It’s an older book. It’s written by a medical doctor. But if you haven’t read it, it’s a “must read” for printing industry leadership. It’s called The Checklist Manifesto: How to Get Things Right, and its premise is so simple that you almost can’t believe the author stretched it into 142 pages. But it’s precisely because it’s so simple that a full book was required.
Written by surgeon and best-selling author Atul Gawande, the conclusion is that checklists reduce mistakes—a lot. People, especially Type A personalities like us, often don’t want to accept that we could be vulnerable to overlooking simple things we’ve done a thousand times, so it took a full-sized book to prove to us that we can. The conclusions apply to any industry that relies on repetitive tasks. Surgery, for example. Aviation, construction…printing.
Gawande opens the book with a story from a friend’s career as a surgeon. A patient lay on the table, a routine operation, and his heart stopped. The surgical team raced through the possibilities—major blood loss? Lack of oxygen? Collapsed lung? It turned out, someone had simply forgotten to doublecheck the patient’s potassium levels. Too much potassium stops the heart. This after all, Gawande writes, is how they execute prisoners. (In this case, the patient’s potassium levels were fixed and he recovered.)
More Prone Than We Think
Life—and manufacturing processes—are filled with complexity. When things are complex, with lots of steps from Point A to Point Z, it’s easy to miss things. As professionals, we think we’re immune, but we’re not. In fact, the more often we’ve done something, Gawande points out, the more likely it is that we will miss something. The consequences can be catastrophic:
Fifteen years ago, Israeli scientists published a study in which engineers observed patient care in ICUs for twenty-four hour stretches. They found that the average patient required 178 individual actions per day, ranging from administering a drug to suctioning the lungs, and every one of them posed risks. Remarkably, the nurses and doctors were observed to make an error in just 1% of these actions, but that still amounted to an average of two errors a day with every patient.
Compare this to the printing process.
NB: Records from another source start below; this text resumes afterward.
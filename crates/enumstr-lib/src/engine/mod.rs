//! In-process lookup over built tables.
//!
//! Mirrors the generated Rust function exactly: range tables are indexed by
//! `value - min`, split ranges are found by binary search over their
//! disjoint bounds, and the map is searched by key. Anything else yields
//! the fallback text `Type(value)`.


use std::borrow::Cow;
use std::cmp::Ordering;

use crate::table::{NameTable, RangeTable, TableSet};

impl NameTable {
    /// Name for `value`, if one was declared.
    pub fn lookup(&self, value: i128) -> Option<&str> {
        if !self.repr.contains(value) {
            return None;
        }
        match &self.tables {
            TableSet::Single(range) => lookup_single(range, value),
            TableSet::Split(ranges) => lookup_split(ranges, value),
            TableSet::Map(map) => map.get(value),
        }
    }

    /// Name for `value`, or the fallback text. Borrowed on a hit.
    pub fn stringify(&self, value: i128) -> Cow<'_, str> {
        match self.lookup(value) {
            Some(name) => Cow::Borrowed(name),
            None => Cow::Owned(self.fallback(value)),
        }
    }

    /// Diagnostic text for a value without a name.
    pub fn fallback(&self, value: i128) -> String {
        format!("{}({})", self.type_name, value)
    }
}

fn lookup_single(range: &RangeTable, value: i128) -> Option<&str> {
    let idx = value - range.min();
    if idx < 0 || idx >= range.len() as i128 {
        return None;
    }
    range.names().get(idx as usize)
}

fn lookup_split(ranges: &[RangeTable], value: i128) -> Option<&str> {
    let pos = ranges
        .binary_search_by(|range| {
            if range.max() < value {
                Ordering::Less
            } else if range.min() > value {
                Ordering::Greater
            } else {
                Ordering::Equal
            }
        })
        .ok()?;
    ranges[pos].get(value)
}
How many steps in taking an order? Prepress? Production? Binding and finishing? Invoicing? We all know the potential consequences, large and small, of a printing error. Hence why vendors have automated as many processes as possible. One of the ways automation improves profitability is by reducing the potential for human error.
It Can’t Be Just Any Type of Checklist
But it can’t be just any type of checklist. Gawande’s years of research found that it has to be a specific type of checklist:
- It must be concise.
- It must be specific.
- It must be boiled down to the key elements.
Best if it fits on an index card.
When it works, it really works. Gawande tells the story of a Boeing Model 299 military test plane. On its maiden voyage, the plane taxied down the runway—all 103 feet of its wingspan—and burst into flames, killing two of the five crew, including the pilot. Study of the crash showed that nothing mechanical had gone wrong. So the U.S. Army did something unusual. Instead of abandoning the plane or requiring pilots to get more training, they created a checklist. The plane, renamed the B2 Bomber, went on to fly 1.8 million flights without an accident.
Another example comes from the world of medicine, where one hospital implemented a checklist as a test for the pre-surgical procedure of inserting IV lines. “The results were so dramatic that they weren’t sure whether to believe them.” The 10-day line infection rate dropped from 11% to zero.
The Untold Story of Sullenberger and the Checklist
The Checklist Manifesto is filled with stats like these. But it’s the stories that stick with you, including a very familiar one: The Miracle on the Hudson, in which Captain Chelsey Sullenberger III miraculously landed US Airways Flight 1549 in the Hudson River after it ran into a flock of geese that knocked out both engines. But long after the hero fanfare ended, Sullenberger insisted that he, himself, hadn’t done anything extraordinary. It was a team effort, he said, and that team included a short emergency procedures checklist that was followed with exactness. Despite his years of military training, Sullenberger didn’t rely on his instincts. He trusted the checklist and followed procedure. So the hero that day wasn’t Sullenberger or his crew. It was the emergency checklist that the team chose to follow. So maybe that does make them heroes. They didn’t have to follow the checklist, but they did.
In the printing industry, automation solves many of the problems associated with human error, but not all of them. Even those it does, not every printer has made the investment. So maybe it’s worth considering a checklist, even if you think you don’t need one.